Carbon Pulse Dialogues are discussions about carbon markets and climate policy by a selection of leading experts.
The US administration’s Clean Power Plan was published this week, tasking states to cut CO2 emissions from the power sector and aiming to ease the creation of carbon markets by making individual states’ emission units “trade ready”.
The EPA regulation was not the means by which the Obama Administration originally expected to meet emission reduction targets but was developed since a proposed economy-wide cap-and-trade programme failed to pass the US Senate in 2010.
We asked several experts what they expect to happen following the Plan’s publication:
Tom Lawler – 1430 GMT: Since the proposed federal plan and Clean Power Plan actively embrace emissions trading, we expect there to be three carbon markets in the US once everything is in place, so around 2020: that of California and its Western Climate Initiative (WCI) partners; the north-east’s Regional Greenhouse Gas Initiative (RGGI); and everyone else. This last market is set to be run by the Environmental Protection Agency (EPA).
The model trading rule, which will be finalized next summer, is a good starting ground for those states that wish to implement their own carbon market to comply with the Clean Power Plan. But for those states that do not wish to develop their own plan, the backstop federal plan is also emissions trading, with the EPA recognizing the low cost and flexibility that this approach brings to meeting an environmental objective – as the US has seen with the Acid Rain Program.
Both the model trading rule and the federal plan will enable these individual state markets to link, as they will all be based on the same currency, short tons of CO2. (Coincidentally, this is the same measurement used by RGGI, potentially making RGGI and the EPA-administered market fully fungible.) This is a way of offering even more flexibility and reducing costs further, by widening the pool of participants.
Some have questioned why states would bother to develop their own trading plans when the federal one will be imposed anyway. But there are good reasons. For example, under the federal plan, emissions allowances would be given away for free, while individual states which choose to develop their own markets could opt to auction some, or all, of the allowances. This would raise revenues which could be reinvested in energy efficiency, renewable energy, and other such programs. These would help reduce emissions further in the long run, thus minimising the state’s carbon liability while creating new, cleaner economic opportunities for the US.

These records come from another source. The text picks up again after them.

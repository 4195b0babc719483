use crate::{
    dom::Dom,
    logging::Logger,
    page::{AnchorLink, PageModel},
};
use serde_json::json;

pub const REVEAL_THRESHOLD: f64 = 0.1;
pub const REVEAL_ROOT_MARGIN: &str = "0px 0px -50px 0px";

const HIDDEN_OPACITY: &str = "0";
const HIDDEN_TRANSFORM: &str = "translateY(30px)";
const SHOWN_OPACITY: &str = "1";
const SHOWN_TRANSFORM: &str = "translateY(0)";
const REVEAL_TRANSITION: &str = "opacity 0.6s ease, transform 0.6s ease";

#[derive(Clone, Copy, Debug, PartialEq, Eq)]
pub enum ScrollOutcome {
    Scrolled,
    /// Default navigation was already cancelled, so the click does nothing.
    MissingTarget,
}

pub struct SmoothScroller<E> {
    anchors: Vec<AnchorLink<E>>,
    logger: Logger,
}

impl<E: Clone + PartialEq> SmoothScroller<E> {
    pub fn new(page: &PageModel<E>, logger: Logger) -> Self {
        Self {
            anchors: page.anchors.clone(),
            logger,
        }
    }

    pub fn anchors(&self) -> &[AnchorLink<E>] {
        &self.anchors
    }

    pub fn on_anchor_click<D: Dom<Element = E>>(&self, dom: &D, fragment: &str) -> ScrollOutcome {
        let target = Some(fragment)
            .filter(|id| !id.is_empty())
            .and_then(|id| dom.element_by_id(id));

        match target {
            Some(target) => {
                dom.scroll_into_view(&target);
                ScrollOutcome::Scrolled
            }
            None => {
                self.logger
                    .debug("scroll_target_missing", json!({ "fragment": fragment }));
                ScrollOutcome::MissingTarget
            }
        }
    }
}

pub struct ScrollReveal<E> {
    cards: Vec<E>,
}

impl<E: Clone + PartialEq> ScrollReveal<E> {
    pub fn new<D: Dom<Element = E>>(dom: &D, page: &PageModel<E>) -> Self {
        for card in &page.reveal_cards {
            dom.set_style(card, "opacity", HIDDEN_OPACITY);
            dom.set_style(card, "transform", HIDDEN_TRANSFORM);
            dom.set_style(card, "transition", REVEAL_TRANSITION);
        }

        Self {
            cards: page.reveal_cards.clone(),
        }
    }

    pub fn cards(&self) -> &[E] {
        &self.cards
    }

    pub fn on_intersection<D: Dom<Element = E>>(&self, dom: &D, card: &E, is_intersecting: bool) {
        if is_intersecting && self.cards.contains(card) {
            dom.set_style(card, "opacity", SHOWN_OPACITY);
            dom.set_style(card, "transform", SHOWN_TRANSFORM);
        }
    }
}

#[cfg(test)]
mod tests {
    use super::*;
    use crate::{
        logging::LogLevel,
        testing::{capture_logger, FakeDom},
    };

    #[test]
    fn anchor_scrolls_to_existing_target() {
        let dom = FakeDom::new();
        let section = dom.add(dom.body_id(), "section", &[], &[("id", "projects")]);
        dom.add(dom.body_id(), "a", &[], &[("href", "#projects")]);
        let (logger, _) = capture_logger(LogLevel::Debug);
        let scroller = SmoothScroller::new(&PageModel::scan(&dom), logger);

        let outcome = scroller.on_anchor_click(&dom, &scroller.anchors()[0].fragment);

        assert_eq!(outcome, ScrollOutcome::Scrolled);
        assert_eq!(dom.scrolled(), vec![section]);
    }

    #[test]
    fn missing_target_is_absorbed_without_scrolling() {
        let dom = FakeDom::new();
        dom.add(dom.body_id(), "a", &[], &[("href", "#missing")]);
        let (logger, lines) = capture_logger(LogLevel::Debug);
        let scroller = SmoothScroller::new(&PageModel::scan(&dom), logger);

        let outcome = scroller.on_anchor_click(&dom, "missing");

        assert_eq!(outcome, ScrollOutcome::MissingTarget);
        assert!(dom.scrolled().is_empty());
        assert!(lines.borrow()[0].contains("scroll_target_missing"));
    }

    #[test]
    fn bare_hash_is_a_missing_target() {
        let dom = FakeDom::new();
        dom.add(dom.body_id(), "div", &[], &[("id", "")]);
        let (logger, _) = capture_logger(LogLevel::Info);
        let scroller = SmoothScroller::new(&PageModel::scan(&dom), logger);

        assert_eq!(scroller.on_anchor_click(&dom, ""), ScrollOutcome::MissingTarget);
        assert!(dom.scrolled().is_empty());
    }

    #[test]
    fn cards_start_hidden_and_reveal_on_intersection() {
        let dom = FakeDom::new();
        let project = dom.add(dom.body_id(), "div", &["project-card"], &[]);
        let social = dom.add(dom.body_id(), "div", &["social-card"], &[]);
        let reveal = ScrollReveal::new(&dom, &PageModel::scan(&dom));

        for card in [project, social] {
            assert_eq!(dom.style(card, "opacity").as_deref(), Some("0"));
            assert_eq!(dom.style(card, "transform").as_deref(), Some("translateY(30px)"));
            assert_eq!(
                dom.style(card, "transition").as_deref(),
                Some("opacity 0.6s ease, transform 0.6s ease")
            );
        }

        reveal.on_intersection(&dom, &project, false);
        assert_eq!(dom.style(project, "opacity").as_deref(), Some("0"));

        reveal.on_intersection(&dom, &project, true);
        assert_eq!(dom.style(project, "opacity").as_deref(), Some("1"));
        assert_eq!(dom.style(project, "transform").as_deref(), Some("translateY(0)"));
        assert_eq!(dom.style(social, "opacity").as_deref(), Some("0"));
    }

    #[test]
    fn revealed_card_stays_revealed() {
        let dom = FakeDom::new();
        let card = dom.add(dom.body_id(), "div", &["project-card"], &[]);
        let reveal = ScrollReveal::new(&dom, &PageModel::scan(&dom));

        reveal.on_intersection(&dom, &card, true);
        let shown = dom.snapshot();
        reveal.on_intersection(&dom, &card, false);
        reveal.on_intersection(&dom, &card, true);

        assert_eq!(dom.snapshot(), shown);
    }
}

Doug Scott – 1445 GMT: For more than three years, the Great Plains Institute has convened the Midwestern Power Sector Collaborative, a diverse group of state officials, industry and environmental representatives working together to evaluate the options for implementing EPA’s Clean Power Plan. We also work directly with states and groups of states to help them understand their options for implementing EPA’s regulations in ways that lower costs, maintain electricity system reliability, maximize flexibility, and meet other state objectives. We worked together with states and stakeholders to develop recommendations requesting EPA to enable interstate trading of emissions allowances or emissions reduction credits through “trading ready” programs.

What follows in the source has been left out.